Going forward, I cannot say that annuities are the best option. Or even treasury notes for that matter. Instead, I'd recommend you continue to consult your investment Advisor each time you begin looking at cash-equivalent options because "if it ain't broke, don't fix it".
Congratulations! That is really awesome.
Your question is one that many high net worth clients are struggling with and is certainly part of the reason that Bitcoin jumped so much this year- people were looking for alternatives to stocks and bonds.
While I don't heavily advocate for crypto-currencies, the idea of seeking investments that are not directly tied to the "market" is a sound idea though given the high valuations. Considering your sizable investable assets you have the advantage of being able to access private funds and other non-public ventures. Examples include real estate funds, oil and gas funds, and partnerships in private businesses, as well as even less traditional funds like buying legal settlements and making small business loans. These can provide significant returns but they also can provide much greater diversification from the various business cycles that plague the traditional markets. Experience and due diligence is highly important with these investments however.
Obviously, your goal should be to find someone who is competent and who you can trust. My opinion is that you will be best served by someone who works in wealth management and has alternative investment expertise. Wealth management is different from investing/ insurance guys, and even differ from financial planners in that they work solely with high net worth individuals to integrate all financial aspects, whether that is taxes, interest, or asset valuations, etc, into a comprehensive picture that provides the most value to you.

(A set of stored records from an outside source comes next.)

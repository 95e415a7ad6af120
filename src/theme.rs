// Copyright (C) 2026  Caprica Software Limited
//
// This program is free software: you can redistribute it and/or modify
// it under the terms of the GNU General Public License as published by
// the Free Software Foundation, either version 3 of the License, or
// (at your option) any later version.
//
// This program is distributed in the hope that it will be useful,
// but WITHOUT ANY WARRANTY; without even the implied warranty of
// MERCHANTABILITY or FITNESS FOR A PARTICULAR PURPOSE.  See the
// GNU General Public License for more details.
//
// You should have received a copy of the GNU General Public License
// along with this program.  If not, see <https://www.gnu.org/licenses/>.

//! Visual styling and color configuration for the TUI.
//!
//! This module defines the application's color palette and provides utilities
//! for converting colors between Ratatui's internal representation and external
//! formats (such as hexadecimal strings) used for terminal emulator styling.

use ratatui::style::Color;

use crate::controller::Level;

#[derive(Clone, Copy)]
pub(crate) struct Theme {
    pub(crate) background_colour: Color,
    pub(crate) accent_colour: Color,
    pub(crate) border_colour: Color,
    pub(crate) gauge_track_colour: Color,
    pub(crate) commander_colour: Color,

    pub(crate) selection_bg: Color,
    pub(crate) selection_fg: Color,

    pub(crate) success_colour: Color,
    pub(crate) warning_colour: Color,
    pub(crate) error_colour: Color,

    pub(crate) table_time_fg: Color,
    pub(crate) table_artist_fg: Color,
    pub(crate) table_album_fg: Color,
    pub(crate) table_track_number_fg: Color,
    pub(crate) table_track_fg: Color,
}

impl Default for Theme {
    // Returns the standard application theme.
    fn default() -> Self {
        Self::default_theme()
    }
}

impl Theme {
    // Constructs the default theme.
    pub(crate) const fn default_theme() -> Self {
        Self {
            background_colour: Color::Rgb(40, 20, 50),
            accent_colour: Color::Rgb(250, 189, 47),
            border_colour: Color::Rgb(102, 102, 102),
            gauge_track_colour: Color::Rgb(50, 30, 60),
            commander_colour: Color::Rgb(255, 255, 255),

            selection_bg: Color::Rgb(70, 90, 160),
            selection_fg: Color::Rgb(255, 255, 255),

            success_colour: Color::Rgb(120, 200, 120),
            warning_colour: Color::Rgb(250, 189, 47),
            error_colour: Color::Rgb(235, 100, 100),

            table_time_fg: Color::Rgb(162, 161, 166),
            table_artist_fg: Color::Rgb(255, 215, 0),
            table_album_fg: Color::Rgb(179, 157, 219),
            table_track_number_fg: Color::Rgb(162, 161, 166),
            table_track_fg: Color::Rgb(255, 255, 255),
        }
    }

    pub(crate) fn notification_colour(&self, level: Level) -> Color {
        match level {
            Level::Success => self.success_colour,
            Level::Warning => self.warning_colour,
            Level::Error => self.error_colour,
        }
    }

    /// Converts a [`ratatui::style::Color`] into a CSS-style hexadecimal
    /// string, for setting the terminal emulator's background colour.
    ///
    /// Only `Rgb` colours have a hex form; anything else yields `None`.
    pub(crate) fn to_hex(colour: Color) -> Option<String> {
        match colour {
            Color::Rgb(r, g, b) => Some(format!("#{:02x}{:02x}{:02x}", r, g, b)),
            _ => None,
        }
    }
}

#[cfg(test)]
mod tests {
    use super::*;

    #[test]
    fn rgb_colours_convert_to_hex() {
        assert_eq!(Theme::to_hex(Color::Rgb(40, 20, 50)), Some("#281432".into()));
        assert_eq!(Theme::to_hex(Color::Blue), None);
    }
}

That said, while I'd love to help you, your situation is outside of my wheelhouse. Depending on your goals, I'd refer you to one of two people- Dave Anthony is more wealth builiding and uses alternatives, or Kirk Cassidy for charitable and retirement planning. They are both top 3 for most brilliant, creative,and innovative managers out of the thousands I've met. And perhaps even more importantly, they are straight shooting and squeeky clean.
This depends largely on your pension plan. But that said, generally if you took a survivor's benefit when you retired and your first spouse later passed, then you could potentially continue that spousal survivor benefit.
If you were not married at the time you retired, then you will need to contact your benefits department and ask them if it is still an option to add a survivor's benefit to your pension- But be prepared to have your pension cut while you're alive to fund this option. Sometimes, it can be less expensive to just buy a Guaranteed Universal Life Insurance policy but it never hurts to ask.